KÜNSTLERHAUS

BETHANIEN

Ausstellung

Igor Vidor

Allegory of Terror

Igor Vidor, Reverse goat skull, 2020, Digital print, Maße variabel. Coutesy the artist.

Über viele Jahre hinweg hat die unaufhörliche Gewalt, die die Straßen Brasiliens plagt, in Form von Granaten und Überresten von Auseinandersetzungen einen einzigartigen visuellen Ausdruck gefunden. Sie übersäen die Armenviertel von São Paulo, schreiben sich ein in den kugelsicheren synthetischen Aramidfasern, die die Autos der Reichen bekleiden. Igor Vidor eignet sich solche Materialien, die von europäischen Waffenherstellern und Chemikern produziert werden, häufig in seiner Kunst an – er modelliert die Ästhetik der Gewalt um und berichtet gleichzeitig über tiefgreifende persönliche Erfahrungen mit diesen repressiven Umgebungen. Er reflektiert über die ausbeuterischen Strukturen von Handel und Profit, die in der Vergangenheit und Gegenwart Brasiliens allgegenwärtig sind.
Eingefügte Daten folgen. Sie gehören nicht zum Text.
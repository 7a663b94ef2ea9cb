//! Skysieve live ingestion daemon.
//!
//! Consumes the Jetstream commit firehose, filters post creates through the
//! handle policy, and maintains the SQLite feed index.
//!
//! # Usage
//!
//! ```bash
//! # Run with default settings (public Jetstream + PLC directory)
//! skysieve-ingest
//!
//! # Run with custom paths and a flipped policy
//! skysieve-ingest \
//!     --db-path /data/skysieve.db \
//!     --jetstream-url wss://jetstream1.us-west.bsky.network \
//!     --select-default-handles
//! ```
//!
//! # Graceful Shutdown
//!
//! SIGINT (Ctrl+C) and SIGTERM stop the pump after the in-flight event
//! completes; the cursor checkpoint already reflects every applied event, so
//! the next start resumes where this one left off.

use std::path::PathBuf;
use std::sync::Arc;
use std::sync::atomic::{AtomicBool, Ordering};
use std::time::Duration;

use anyhow::{Context, Result};
use chrono::TimeDelta;
use clap::Parser;
use metrics::gauge;
use skysieve_core::metrics::{init_metrics, start_metrics_server};
use skysieve_ingest::{
    CacheConfig, CommitSource, DEFAULT_JETSTREAM_URL, DEFAULT_PLC_DIRECTORY_URL, EventFilter,
    FilterConfig, HandleSelection, JetstreamConfig, JetstreamSource, PlcDirectoryResolver,
    PolicyConfig, PostPolicy, PostStore, PumpConfig, StreamPump,
};
use tracing_subscriber::EnvFilter;

/// Skysieve live ingestion daemon.
#[derive(Parser, Debug)]
#[command(name = "skysieve-ingest")]
#[command(about = "Jetstream post-filtering ingestion daemon")]
#[command(version)]
struct Args {
    /// SQLite path for the post index
    #[arg(long, default_value = "./data/skysieve.db")]
    db_path: PathBuf,

    /// Jetstream endpoint base URL
    #[arg(long, default_value = DEFAULT_JETSTREAM_URL)]
    jetstream_url: String,

    /// PLC directory base URL
    #[arg(long, default_value = DEFAULT_PLC_DIRECTORY_URL)]
    plc_directory_url: String,

    /// Override the saved stream cursor (time_us)
    #[arg(long)]
    cursor: Option<u64>,

    /// Identity lookup timeout in seconds
    #[arg(long, default_value = "10")]
    resolve_timeout_secs: u64,

    /// Seconds before a cached verdict is re-resolved
    #[arg(long, default_value = "86400")]
    refresh_after_secs: u64,

    /// Maximum number of cached author verdicts
    #[arg(long, default_value = "1000000")]
    cache_capacity: u64,

    /// Reject posts whose createdAt is older than this many hours
    #[arg(long, default_value = "24")]
    freshness_hours: i64,

    /// Handle suffixes counted as "default" (comma-separated)
    #[arg(long, value_delimiter = ',', default_value = ".bsky.social,.brid.gy")]
    default_suffixes: Vec<String>,

    /// Select default-handle/bridged accounts instead of custom-handle ones
    #[arg(long)]
    select_default_handles: bool,

    /// Maximum identity lookups in flight per event
    #[arg(long, default_value = "8")]
    max_concurrent_resolves: usize,

    /// Write-set application attempts before giving up
    #[arg(long, default_value = "3")]
    store_retry_attempts: u32,

    /// Metrics HTTP server port (0 to disable)
    #[arg(long, default_value = "9090")]
    metrics_port: u16,
}

#[tokio::main]
async fn main() -> Result<()> {
    // Install rustls crypto provider (required when both ring and aws-lc-rs are present)
    rustls::crypto::ring::default_provider()
        .install_default()
        .expect("Failed to install rustls crypto provider");

    // Initialize tracing
    tracing_subscriber::fmt()
        .with_env_filter(
            EnvFilter::from_default_env()
                .add_directive("info".parse().unwrap())
                .add_directive("skysieve_ingest=debug".parse().unwrap()),
        )
        .init();

    let args = Args::parse();

    tracing::info!("Skysieve ingestion daemon starting...");

    // Initialize metrics
    if args.metrics_port > 0 {
        let metrics_handle = init_metrics();
        start_metrics_server(args.metrics_port, metrics_handle).await?;
        gauge!("ingest_running").set(1.0);
    }

    // Set up graceful shutdown
    let running = Arc::new(AtomicBool::new(true));
    let running_clone = Arc::clone(&running);

    ctrlc::set_handler(move || {
        tracing::info!("Shutdown signal received, stopping after the in-flight event...");
        running_clone.store(false, Ordering::SeqCst);
    })
    .context("Failed to set Ctrl+C handler")?;

    // Open the post index and work out where to resume
    let store = Arc::new(
        PostStore::open(&args.db_path)
            .with_context(|| format!("Failed to open post index at {:?}", args.db_path))?,
    );
    let cursor = match args.cursor {
        Some(cursor) => Some(cursor),
        None => store.cursor().context("Failed to read saved cursor")?,
    };

    let selection = if args.select_default_handles {
        HandleSelection::DefaultHandles
    } else {
        HandleSelection::CustomHandles
    };

    tracing::info!("Configuration:");
    tracing::info!("  Index: {}", args.db_path.display());
    tracing::info!("  Jetstream: {}", args.jetstream_url);
    tracing::info!("  PLC directory: {}", args.plc_directory_url);
    tracing::info!(
        "  Cursor: {}",
        cursor.map_or("live".to_string(), |c| c.to_string())
    );
    tracing::info!("  Selection: {:?}", selection);
    tracing::info!("  Default suffixes: {:?}", args.default_suffixes);
    tracing::info!("  Freshness window: {}h", args.freshness_hours);

    // Assemble the pipeline
    let resolver = Arc::new(
        PlcDirectoryResolver::new(
            args.plc_directory_url,
            Duration::from_secs(args.resolve_timeout_secs),
        )
        .context("Failed to build PLC resolver")?,
    );

    let policy = PostPolicy::new(PolicyConfig {
        default_suffixes: args.default_suffixes,
        freshness_window: TimeDelta::hours(args.freshness_hours),
        selection,
    });

    let filter = EventFilter::new(
        policy,
        resolver,
        CacheConfig {
            refresh_after: Duration::from_secs(args.refresh_after_secs),
            max_capacity: args.cache_capacity,
        },
        FilterConfig {
            max_concurrent_resolves: args.max_concurrent_resolves,
        },
    );

    let pump = StreamPump::new(
        filter,
        Arc::clone(&store),
        PumpConfig {
            store_retry_attempts: args.store_retry_attempts,
            ..PumpConfig::default()
        },
        Arc::clone(&running),
    );

    let mut source = JetstreamSource::new(JetstreamConfig {
        endpoint: args.jetstream_url,
        cursor,
        ..JetstreamConfig::default()
    });

    // Run the ingestion loop
    tracing::info!("Starting live ingestion...");
    let result = pump.run(&mut source).await;

    // Shutdown sequence
    gauge!("ingest_running").set(0.0);
    let source_stats = source.stats();

    match result {
        Ok(stats) => {
            tracing::info!("═══════════════════════════════════════════════════════");
            tracing::info!("SHUTDOWN COMPLETE");
            tracing::info!("═══════════════════════════════════════════════════════");
            tracing::info!("Events processed:     {}", stats.events_processed);
            tracing::info!("Posts indexed:        {}", stats.posts_upserted);
            tracing::info!("Posts deleted:        {}", stats.posts_deleted);
            tracing::info!("Frames received:      {}", source_stats.total_frames);
            tracing::info!("Frames malformed:     {}", source_stats.malformed_frames);
            tracing::info!("Reconnects:           {}", source_stats.reconnects);
            tracing::info!(
                "Indexed rows total:   {}",
                store.post_count().unwrap_or_default()
            );
            Ok(())
        }
        Err(e) => {
            tracing::error!("Ingestion stopped on error: {}", e);
            Err(e.into())
        }
    }
}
In seiner Ausstellung im Künstlerhaus Bethanien untersucht Vidor insbesondere die emblematische Verwendung von Tier-Avataren, der sowohl im militärischen Kontext Brasiliens als auch im Heldenkult des Westens auftaucht. Auf verschlungenen Metallstangen sind Abdrücke von chimären Tieren zu sehen, kombiniert mit denen, die in Abzeichen der brasilianischen Strafverfolgungsbehörden zu finden sind. Das luftige Gerüst der Metallstruktur und das weiche, dünne Aramid, auf dem sie gedruckt sind, verweisen auf den nur spärlichen Schleier ihrer Heiligsprechung, der diesen Tiermotiven zum Blutvergießen verliehen wird. Batman, Gotham Citys Kreuzritter mit Umhang, fand mit der Aneignung der Fledermaus als Symbol auch seinen Avatar, als Sinnbild der Angst, im Bereich des Tierischen. Vidor bezieht sich auf dieses popkulturelle Phänomen in der Verwendung einer Sprechblase, die aus seiner ersten Metamorphose in Hero Comics #33 (1939) stammt: Ich muss ein Geschöpf der Nacht sein, schwarz, schrecklich… – Die Verwandlung dient als Rechtfertigung für die Selbstjustiz des Milliardärs gegenüber den mittellosen Verbrechern Gothams, und wir werden sogar ermutigt, ihn beim Kampf gegen seine Opfer anzufeuern.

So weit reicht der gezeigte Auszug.